DATA EXTRACT:

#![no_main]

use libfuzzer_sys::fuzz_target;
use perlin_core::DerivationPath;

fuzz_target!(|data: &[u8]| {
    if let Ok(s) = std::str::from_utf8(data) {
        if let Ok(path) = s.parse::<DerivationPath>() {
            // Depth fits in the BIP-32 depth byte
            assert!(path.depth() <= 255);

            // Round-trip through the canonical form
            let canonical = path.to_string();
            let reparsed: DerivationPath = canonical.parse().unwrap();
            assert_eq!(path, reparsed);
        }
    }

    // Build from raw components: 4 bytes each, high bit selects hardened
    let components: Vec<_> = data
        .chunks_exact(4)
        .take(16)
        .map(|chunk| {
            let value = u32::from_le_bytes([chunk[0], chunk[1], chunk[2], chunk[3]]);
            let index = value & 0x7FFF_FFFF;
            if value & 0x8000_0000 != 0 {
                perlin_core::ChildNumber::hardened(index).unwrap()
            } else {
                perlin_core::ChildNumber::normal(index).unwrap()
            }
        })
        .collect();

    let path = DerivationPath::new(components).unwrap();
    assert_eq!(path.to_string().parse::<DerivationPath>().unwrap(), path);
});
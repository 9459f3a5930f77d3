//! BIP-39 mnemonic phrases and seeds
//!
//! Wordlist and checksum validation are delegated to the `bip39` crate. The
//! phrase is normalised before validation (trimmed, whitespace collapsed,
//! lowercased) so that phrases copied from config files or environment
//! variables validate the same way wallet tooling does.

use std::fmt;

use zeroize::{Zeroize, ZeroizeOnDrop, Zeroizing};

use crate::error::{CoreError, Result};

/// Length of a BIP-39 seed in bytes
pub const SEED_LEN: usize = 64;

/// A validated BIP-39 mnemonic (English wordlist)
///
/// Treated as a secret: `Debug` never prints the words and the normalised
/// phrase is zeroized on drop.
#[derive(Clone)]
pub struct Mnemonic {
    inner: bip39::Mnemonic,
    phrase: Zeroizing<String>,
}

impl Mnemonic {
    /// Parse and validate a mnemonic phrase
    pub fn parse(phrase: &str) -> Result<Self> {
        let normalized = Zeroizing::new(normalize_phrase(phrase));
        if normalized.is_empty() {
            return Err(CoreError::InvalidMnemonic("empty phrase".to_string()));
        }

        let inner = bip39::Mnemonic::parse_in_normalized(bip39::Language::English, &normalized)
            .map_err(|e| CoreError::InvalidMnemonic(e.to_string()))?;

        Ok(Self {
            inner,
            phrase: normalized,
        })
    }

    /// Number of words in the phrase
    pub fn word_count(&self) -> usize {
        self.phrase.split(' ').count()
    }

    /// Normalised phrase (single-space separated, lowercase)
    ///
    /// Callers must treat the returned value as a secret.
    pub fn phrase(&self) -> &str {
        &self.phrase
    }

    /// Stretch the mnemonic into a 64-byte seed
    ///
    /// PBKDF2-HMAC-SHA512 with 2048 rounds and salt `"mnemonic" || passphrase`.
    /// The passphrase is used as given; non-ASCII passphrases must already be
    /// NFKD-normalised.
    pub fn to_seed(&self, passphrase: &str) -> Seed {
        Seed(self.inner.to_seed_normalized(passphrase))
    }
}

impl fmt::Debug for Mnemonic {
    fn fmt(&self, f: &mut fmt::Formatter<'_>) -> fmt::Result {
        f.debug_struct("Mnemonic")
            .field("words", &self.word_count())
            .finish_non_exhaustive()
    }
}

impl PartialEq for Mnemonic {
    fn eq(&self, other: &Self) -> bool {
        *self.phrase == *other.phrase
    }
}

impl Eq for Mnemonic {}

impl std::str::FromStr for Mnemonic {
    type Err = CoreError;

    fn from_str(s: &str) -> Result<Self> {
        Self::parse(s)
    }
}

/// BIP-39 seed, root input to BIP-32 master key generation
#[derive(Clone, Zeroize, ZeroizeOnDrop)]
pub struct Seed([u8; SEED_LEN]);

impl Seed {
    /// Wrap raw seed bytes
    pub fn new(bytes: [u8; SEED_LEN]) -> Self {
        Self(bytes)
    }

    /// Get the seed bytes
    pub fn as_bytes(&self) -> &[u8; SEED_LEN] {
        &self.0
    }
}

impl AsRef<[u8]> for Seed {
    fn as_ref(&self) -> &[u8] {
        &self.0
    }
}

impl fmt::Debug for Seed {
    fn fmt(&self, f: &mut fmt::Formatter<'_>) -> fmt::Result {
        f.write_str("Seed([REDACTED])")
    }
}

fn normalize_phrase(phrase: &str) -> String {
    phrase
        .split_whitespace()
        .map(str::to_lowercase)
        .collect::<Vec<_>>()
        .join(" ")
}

PROBLEM DESCRIPTION: With nothing added or dropped, retype the listing above.

COMPLETED TASK:
#![no_main]

use libfuzzer_sys::fuzz_target;
use perlin_core::DerivationPath;

fuzz_target!(|data: &[u8]| {
    if let Ok(s) = std::str::from_utf8(data) {
        if let Ok(path) = s.parse::<DerivationPath>() {
            // Depth fits in the BIP-32 depth byte
            assert!(path.depth() <= 255);

            // Round-trip through the canonical form
            let canonical = path.to_string();
            let reparsed: DerivationPath = canonical.parse().unwrap();
            assert_eq!(path, reparsed);
        }
    }

    // Build from raw components: 4 bytes each, high bit selects hardened
    let components: Vec<_> = data
        .chunks_exact(4)
        .take(16)
        .map(|chunk| {
            let value = u32::from_le_bytes([chunk[0], chunk[1], chunk[2], chunk[3]]);
            let index = value & 0x7FFF_FFFF;
            if value & 0x8000_0000 != 0 {
                perlin_core::ChildNumber::hardened(index).unwrap()
            } else {
                perlin_core::ChildNumber::normal(index).unwrap()
            }
        })
        .collect();

    let path = DerivationPath::new(components).unwrap();
    assert_eq!(path.to_string().parse::<DerivationPath>().unwrap(), path);
});
repository 9459f3a5930f77d3
//! BIP-39 mnemonic phrases and seeds
//!
//! Wordlist and checksum validation are delegated to the `bip39` crate. The
//! phrase is normalised before validation (trimmed, whitespace collapsed,
//! lowercased) so that phrases copied from config files or environment
//! variables validate the same way wallet tooling does.

use std::fmt;

use zeroize::{Zeroize, ZeroizeOnDrop, Zeroizing};

use crate::error::{CoreError, Result};

/// Length of a BIP-39 seed in bytes
pub const SEED_LEN: usize = 64;

/// A validated BIP-39 mnemonic (English wordlist)
///
/// Treated as a secret: `Debug` never prints the words and the normalised
/// phrase is zeroized on drop.
#[derive(Clone)]
pub struct Mnemonic {
    inner: bip39::Mnemonic,
    phrase: Zeroizing<String>,
}

impl Mnemonic {
    /// Parse and validate a mnemonic phrase
    pub fn parse(phrase: &str) -> Result<Self> {
        let normalized = Zeroizing::new(normalize_phrase(phrase));
        if normalized.is_empty() {
            return Err(CoreError::InvalidMnemonic("empty phrase".to_string()));
        }

        let inner = bip39::Mnemonic::parse_in_normalized(bip39::Language::English, &normalized)
            .map_err(|e| CoreError::InvalidMnemonic(e.to_string()))?;

        Ok(Self {
            inner,
            phrase: normalized,
        })
    }

    /// Number of words in the phrase
    pub fn word_count(&self) -> usize {
        self.phrase.split(' ').count()
    }

    /// Normalised phrase (single-space separated, lowercase)
    ///
    /// Callers must treat the returned value as a secret.
    pub fn phrase(&self) -> &str {
        &self.phrase
    }

    /// Stretch the mnemonic into a 64-byte seed
    ///
    /// PBKDF2-HMAC-SHA512 with 2048 rounds and salt `"mnemonic" || passphrase`.
    /// The passphrase is used as given; non-ASCII passphrases must already be
    /// NFKD-normalised.
    pub fn to_seed(&self, passphrase: &str) -> Seed {
        Seed(self.inner.to_seed_normalized(passphrase))
    }
}

impl fmt::Debug for Mnemonic {
    fn fmt(&self, f: &mut fmt::Formatter<'_>) -> fmt::Result {
        f.debug_struct("Mnemonic")
            .field("words", &self.word_count())
            .finish_non_exhaustive()
    }
}

impl PartialEq for Mnemonic {
    fn eq(&self, other: &Self) -> bool {
        *self.phrase == *other.phrase
    }
}

impl Eq for Mnemonic {}

impl std::str::FromStr for Mnemonic {
    type Err = CoreError;

    fn from_str(s: &str) -> Result<Self> {
        Self::parse(s)
    }
}

/// BIP-39 seed, root input to BIP-32 master key generation
#[derive(Clone, Zeroize, ZeroizeOnDrop)]
pub struct Seed([u8; SEED_LEN]);

impl Seed {
    /// Wrap raw seed bytes
    pub fn new(bytes: [u8; SEED_LEN]) -> Self {
        Self(bytes)
    }

    /// Get the seed bytes
    pub fn as_bytes(&self) -> &[u8; SEED_LEN] {
        &self.0
    }
}

impl AsRef<[u8]> for Seed {
    fn as_ref(&self) -> &[u8] {
        &self.0
    }
}

impl fmt::Debug for Seed {
    fn fmt(&self, f: &mut fmt::Formatter<'_>) -> fmt::Result {
        f.write_str("Seed([REDACTED])")
    }
}

fn normalize_phrase(phrase: &str) -> String {
    phrase
        .split_whitespace()
        .map(str::to_lowercase)
        .collect::<Vec<_>>()
        .join(" ")
}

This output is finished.